Как справедливо подметили А. И. Клибанов и Л. Н. Митрохин, «без инициативы крестьянских миров дело христианизации на широчайших просторах Руси… было бы едва ли осуществимым»[356]. Сельская община, в значительной мере, являлась и общиной религиозной. А в ней – формируется особая микросоциальная среда, которая играет соответствующую роль в закреплении и воспроизведении религиозности, в том числе и распространения религиозной информации[357]. Хотя из этого не стоит выводить непосредственную связь религиозных убеждений отдельного человека с религией большинства. Важно подчеркнуть, что летописи, Русская Правда, акты, берестяные грамоты, нарративные и эпиграфические материалы свидетельствуют о малой семье как основном типе семейной организации на Руси XI–XIII вв. В древнерусском законодательстве только индивидуум и малая семья учитывались как субъект права[358]. Основываясь на этом, допустимо сделать предположение об определенной автономности «выбора веры», осущестлявшегося малой семьей в рамках соседской сельской общины.
В первые десятилетия после крещения (да и позднее) Русь не представляла собой единого культурного и социального пространства. Это было еще очень дифференцированное общество – поликультурное, многоэтничное, поликонфессиональное, с различающимися чертами быта и социальной организации. Серьезным фактором, замедлявшим процесс распространения христианства, было наличие на территории Древнерусского государства нескольких этноконтактных зон, где славянские и неславянские народы тесно соприкасались, и с той или иной степенью восприятия этнических различий строили свои отношения. Этнографическая наука давно установила, что «именно противопоставление своей общности другой всегда способствовало фиксации и активному закреплению своих этнических отличий и тем самым скреплению общности»[359]. Причем сходное явление характерно даже для диалектной общности в рамках одного языка. Носителям диалекта свойственно стремление «воспроизвести его картину мира и сохранить ее для передачи следующим поколениям диалектного сообщества»[360]. Конфессиональный аспект оппозиции «свой-чужой» является одним из стимулов самоидентификации, что особенно ярко проявляется в политэтничных и поликонфессинальных ареалах[361]. Принадлежность к доминирующей конфессии является для представителя этноса главным условием того, что он является неотъемлемой часть «своего» народа[362]. В народной картине мира универсальная оппозиция признаков «свой – чужой» пронизывает все уровни – от космологических представлений до бытовой прагматики.
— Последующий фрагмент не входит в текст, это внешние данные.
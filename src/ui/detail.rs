//! Watch view
//!
//! Title, player panel and related movies for one movie id, or a dead-end
//! message when the route carried no id.

use ratatui::{
    prelude::*,
    widgets::{Block, BorderType, Borders, Paragraph, Wrap},
};

use crate::app::{DetailPhase, DetailState, DetailView, WatchState};
use crate::ui::grid::{self, Section, Tile};
use crate::ui::Theme;

pub const NO_MOVIE_MESSAGE: &str = "No movie selected to stream";
pub const RELATED_HEADING: &str = "Related Movies";

/// Player panel height, borders included
const PLAYER_HEIGHT: u16 = 7;

pub fn render(frame: &mut Frame, area: Rect, detail: &DetailView) {
    match &detail.state {
        DetailState::NoIdentifier => render_no_identifier(frame, area),
        DetailState::Watching(watch) => render_watching(frame, area, watch),
    }
}

fn render_no_identifier(frame: &mut Frame, area: Rect) {
    let top = area.y + area.height.saturating_sub(1) / 3;
    let line_area = Rect::new(area.x, top, area.width, area.height.min(1));
    let message = Paragraph::new(Span::styled(NO_MOVIE_MESSAGE, Theme::title()))
        .alignment(Alignment::Center);
    frame.render_widget(message, line_area);
}

fn render_watching(frame: &mut Frame, area: Rect, watch: &WatchState) {
    let chunks = Layout::default()
        .direction(Direction::Vertical)
        .constraints([
            Constraint::Length(1),             // Title
            Constraint::Length(PLAYER_HEIGHT), // Player
            Constraint::Length(1),             // Spacer
            Constraint::Min(0),                // Related
        ])
        .split(area);

    let mut title = vec![Span::styled(watch.display_title().to_string(), Theme::title())];
    if watch.phase() == DetailPhase::Loading {
        title.push(Span::styled("  ⟳", Theme::loading()));
    }
    frame.render_widget(Paragraph::new(Line::from(title)), chunks[0]);

    render_player(frame, chunks[1], watch);

    let related = Section::new(
        RELATED_HEADING,
        watch.visible_related().iter().map(Tile::related).collect(),
    );
    grid::render_sections(frame, chunks[3], &[related], Some(watch.grid.selected));
}

/// The player itself lives in the browser; this panel shows where
fn render_player(frame: &mut Frame, area: Rect, watch: &WatchState) {
    let block = Block::default()
        .borders(Borders::ALL)
        .border_type(BorderType::Rounded)
        .border_style(Theme::border_focused())
        .title(Span::styled(" Streaming Player ", Theme::title()));

    let body = vec![
        Line::from(""),
        Line::from(Span::styled(watch.embed_url.clone(), Theme::link())),
        Line::from(""),
        Line::from(vec![
            Span::styled("o", Theme::keybind()),
            Span::styled(" open in browser", Theme::keybind_desc()),
        ]),
    ];

    let player = Paragraph::new(body)
        .alignment(Alignment::Center)
        .wrap(Wrap { trim: true })
        .block(block);
    frame.render_widget(player, area);
}
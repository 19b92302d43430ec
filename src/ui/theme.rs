//! Slate and indigo theme for MovieHub
//!
//! Color palette and style helpers for the TUI.

use ratatui::style::{Color, Modifier, Style};

/// Dark slate palette with indigo and blue accents
pub struct Theme;

impl Theme {
    // ═══════════════════════════════════════════════════════════════════════
    // CORE PALETTE
    // ═══════════════════════════════════════════════════════════════════════

    /// Background: #111827 (slate 900)
    pub const BACKGROUND: Color = Color::Rgb(0x11, 0x18, 0x27);

    /// Panels and tiles: #1f2937 (slate 800)
    pub const PANEL: Color = Color::Rgb(0x1f, 0x29, 0x37);

    /// Primary: #818cf8 (indigo 400)
    pub const PRIMARY: Color = Color::Rgb(0x81, 0x8c, 0xf8);

    /// Secondary: #a5b4fc (indigo 300)
    pub const SECONDARY: Color = Color::Rgb(0xa5, 0xb4, 0xfc);

    /// Selection: #2563eb (blue 600)
    pub const SELECTION: Color = Color::Rgb(0x25, 0x63, 0xeb);

    /// Text: #f3f4f6 (slate 100)
    pub const TEXT: Color = Color::Rgb(0xf3, 0xf4, 0xf6);

    /// Text on selection: #ffffff
    pub const TEXT_ON_SELECTION: Color = Color::Rgb(0xff, 0xff, 0xff);

    /// Dim: #9ca3af (slate 400)
    pub const DIM: Color = Color::Rgb(0x9c, 0xa3, 0xaf);

    /// Border: #374151 (slate 700)
    pub const BORDER: Color = Color::Rgb(0x37, 0x41, 0x51);

    /// Success: #4ade80
    pub const SUCCESS: Color = Color::Rgb(0x4a, 0xde, 0x80);

    /// Warning: #fbbf24
    pub const WARNING: Color = Color::Rgb(0xfb, 0xbf, 0x24);

    /// Error: #f87171
    pub const ERROR: Color = Color::Rgb(0xf8, 0x71, 0x71);

    // ═══════════════════════════════════════════════════════════════════════
    // STYLE HELPERS
    // ═══════════════════════════════════════════════════════════════════════

    /// Site name in the header
    pub fn brand() -> Style {
        Style::default()
            .fg(Self::PRIMARY)
            .add_modifier(Modifier::BOLD)
    }

    /// Section headings and the watch title
    pub fn title() -> Style {
        Style::default()
            .fg(Self::SECONDARY)
            .add_modifier(Modifier::BOLD)
    }

    pub fn dimmed() -> Style {
        Style::default().fg(Self::DIM)
    }

    pub fn error() -> Style {
        Style::default()
            .fg(Self::ERROR)
            .add_modifier(Modifier::BOLD)
    }

    pub fn success() -> Style {
        Style::default().fg(Self::SUCCESS)
    }

    pub fn warning() -> Style {
        Style::default().fg(Self::WARNING)
    }

    pub fn border() -> Style {
        Style::default().fg(Self::BORDER)
    }

    pub fn border_focused() -> Style {
        Style::default()
            .fg(Self::PRIMARY)
            .add_modifier(Modifier::BOLD)
    }

    // ═══════════════════════════════════════════════════════════════════════
    // COMPONENT STYLES
    // ═══════════════════════════════════════════════════════════════════════

    /// Movie tile (normal state)
    pub fn tile() -> Style {
        Style::default().fg(Self::TEXT).bg(Self::PANEL)
    }

    /// Movie tile (selected)
    pub fn tile_selected() -> Style {
        Style::default()
            .fg(Self::TEXT_ON_SELECTION)
            .bg(Self::SELECTION)
            .add_modifier(Modifier::BOLD)
    }

    /// "No Image" block inside a tile
    pub fn poster_placeholder() -> Style {
        Style::default().fg(Self::DIM).bg(Self::BORDER)
    }

    /// Poster URL line inside a tile
    pub fn poster_url() -> Style {
        Style::default().fg(Self::DIM)
    }

    pub fn input() -> Style {
        Style::default().fg(Self::TEXT).bg(Self::PANEL)
    }

    pub fn input_cursor() -> Style {
        Style::default().fg(Self::BACKGROUND).bg(Self::PRIMARY)
    }

    /// Keybinding hint style
    pub fn keybind() -> Style {
        Style::default().fg(Self::SECONDARY)
    }

    /// Keybinding description style
    pub fn keybind_desc() -> Style {
        Style::default().fg(Self::DIM)
    }

    pub fn status_bar() -> Style {
        Style::default().fg(Self::TEXT).bg(Self::PANEL)
    }

    /// Loading indicator
    pub fn loading() -> Style {
        Style::default()
            .fg(Self::WARNING)
            .add_modifier(Modifier::BOLD)
    }

    /// Embed URL in the player panel
    pub fn link() -> Style {
        Style::default()
            .fg(Self::PRIMARY)
            .add_modifier(Modifier::UNDERLINED)
    }
}

// ═══════════════════════════════════════════════════════════════════════════
// COLOR UTILITIES
// ═══════════════════════════════════════════════════════════════════════════

/// Relative luminance of an sRGB color
/// Formula: https://www.w3.org/TR/WCAG20/#relativeluminancedef
pub fn relative_luminance(r: u8, g: u8, b: u8) -> f64 {
    fn channel(c: u8) -> f64 {
        let c = c as f64 / 255.0;
        if c <= 0.03928 {
            c / 12.92
        } else {
            ((c + 0.055) / 1.055).powf(2.4)
        }
    }

    0.2126 * channel(r) + 0.7152 * channel(g) + 0.0722 * channel(b)
}

/// Contrast ratio between two colors, from 1 to 21
pub fn contrast_ratio(fg: (u8, u8, u8), bg: (u8, u8, u8)) -> f64 {
    let l1 = relative_luminance(fg.0, fg.1, fg.2);
    let l2 = relative_luminance(bg.0, bg.1, bg.2);
    let (lighter, darker) = if l1 > l2 { (l1, l2) } else { (l2, l1) };
    (lighter + 0.05) / (darker + 0.05)
}

/// WCAG AA for normal text (4.5:1)
pub fn meets_wcag_aa(fg: (u8, u8, u8), bg: (u8, u8, u8)) -> bool {
    contrast_ratio(fg, bg) >= 4.5
}

/// Extract RGB tuple from ratatui Color (only works for Rgb variant)
pub fn color_to_rgb(color: Color) -> Option<(u8, u8, u8)> {
    match color {
        Color::Rgb(r, g, b) => Some((r, g, b)),
        _ => None,
    }
}

#[cfg(test)]
mod tests {
    use super::*;

    fn rgb(color: Color) -> (u8, u8, u8) {
        color_to_rgb(color).expect("Theme colors should all be RGB")
    }

    #[test]
    fn test_all_theme_colors_are_rgb() {
        for color in [
            Theme::BACKGROUND,
            Theme::PANEL,
            Theme::PRIMARY,
            Theme::SECONDARY,
            Theme::SELECTION,
            Theme::TEXT,
            Theme::TEXT_ON_SELECTION,
            Theme::DIM,
            Theme::BORDER,
            Theme::SUCCESS,
            Theme::WARNING,
            Theme::ERROR,
        ] {
            assert!(color_to_rgb(color).is_some(), "{:?} is not RGB", color);
        }
    }

    #[test]
    fn test_readable_text_on_background() {
        let bg = rgb(Theme::BACKGROUND);
        for fg in [Theme::TEXT, Theme::PRIMARY, Theme::SECONDARY, Theme::DIM, Theme::ERROR] {
            let ratio = contrast_ratio(rgb(fg), bg);
            assert!(meets_wcag_aa(rgb(fg), bg), "{:?} only {:.2}:1", fg, ratio);
        }
    }

    #[test]
    fn test_selected_tile_contrast() {
        let ratio = contrast_ratio(rgb(Theme::TEXT_ON_SELECTION), rgb(Theme::SELECTION));
        assert!(ratio >= 4.5, "selected tile only {:.2}:1", ratio);
    }

    #[test]
    fn test_tile_text_on_panel() {
        assert!(meets_wcag_aa(rgb(Theme::TEXT), rgb(Theme::PANEL)));
    }

    #[test]
    fn test_selected_style_differs_from_normal() {
        assert_ne!(Theme::tile(), Theme::tile_selected());
        assert_eq!(Theme::tile_selected().bg, Some(Theme::SELECTION));
    }

    #[test]
    fn test_contrast_ratio_bounds() {
        assert!((contrast_ratio((0, 0, 0), (255, 255, 255)) - 21.0).abs() < 0.1);
        assert!((contrast_ratio((90, 90, 90), (90, 90, 90)) - 1.0).abs() < 0.001);
    }
}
Через процесс дистанцирования себя от «чужих» каждая этнокультурная группа пытается осмыслить (в привычных для нее категориях и терминах) свою непохожесть и свое отличие от соседних народов, «утверждая при этом свой идентитет»[363].
Многочисленные данные указывают на то, что на рубеже X–XI вв. славяно-финские контакты в северных землях Руси характеризовались определенным противостоянием двух этнических общностей в условиях расселения славян на исконных землях финно-угров и начавшегося распада их племенных структур[364]. Можно предположить, что на данном этапе происходило усиление этнического самосознания представителей обеих народов и противопоставление одной общности другой. Несомненно, отмеченная ситуация обуславливала усиление языческой религиозности населения, т. к. архаические верования выступали характерным элементом этнокультурной идентификации финнов-угров и славян. Соотнесение своей и «чужой» культуры вело к повышению роли традиционной дохристианской религии и, соответственно, закрепляло принадлежность к ней – более сильно, чем в регионах с относительно моноэтничным славянским населением. Очевидно, именно эти явления оказали значительное влияние на процесс христианизации Новгородской и Ростово-Суздальской земель и отчасти могут служить объяснением причин, по которым первые ростовские епископы Феодор и Иларион покинули свою кафедру, не сумев переломить сопротивление язычников[365], что было единственным подобным случаем на Руси XI столетия.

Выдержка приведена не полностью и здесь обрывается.